G protein coupling to M1 and M3 muscarinic receptors in sublingual glands

Abstract

Rat sublingual gland M1 and M3 muscarinic receptors each directly activate exocrine secretion. To investigate the functional role of coreceptor expression, we determined receptor-G protein coupling.

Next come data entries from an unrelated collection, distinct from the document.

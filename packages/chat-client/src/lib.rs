//! Chat Client - streaming conversations with characters.
//!
//! Talks to the chat backend over HTTP and keeps a local, optimistic view of
//! each conversation in a [`chat_core::MessageCache`]:
//!
//! - **api**: backend HTTP contract and the [`ChatBackend`] seam
//! - **controller**: one send end to end, with streaming and rollback
//! - **chat**: per-conversation session with the submit guard
//! - **config**: file, environment and flag based settings
//!
//! Everything here runs on a single thread. Sends are spawned with
//! `tokio::task::spawn_local`, so callers drive them from a `LocalSet`.

pub mod api;
pub mod chat;
pub mod config;
pub mod controller;

pub use api::{BackendClient, ChatBackend, ReplyStream};
pub use chat::{ChatError, ChatSession};
pub use config::ClientConfig;
pub use controller::{SendController, SendError, SendOutcome};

Although membrane proteins of 40 and 41 kDa are ADP-ribosylated by pertussis toxin (PTX), and 44 kDa proteins by cholera toxin (CTX), both carbachol-stimulated high-affinity GTPase activity and the GTP-induced shift in agonist binding are insensitive to CTX or PTX. Carbachol enhances photoaffinity labeling ([α-32P] GTP-azidoaniline) of only 42-kDa proteins that are subsequently tractable to immunoprecipitation by antibodies specific for Gαq or Gα11 but not Gα12 or Gα13. Carbachol-stimulated photoaffinity labeling as well as phosphatidyhnositol 4,5-bisphosphate (PIP2) hydrolysis is reduced 55% and 60%, respectively, by M1 receptor blockade with ml-toxin. Gαq/11-specific antibody blocks carbachol-stimulated PIP2 hydrolysis. We also provide estimates of the molar ratios of receptors to Gαq and Gα11. Although simultaneous activation of M1 and M3 receptors is required for a maximal response, both receptor subtypes are coupled to Gαq and Gα11 to stimulate exocrine secretion via redundant mechanisms.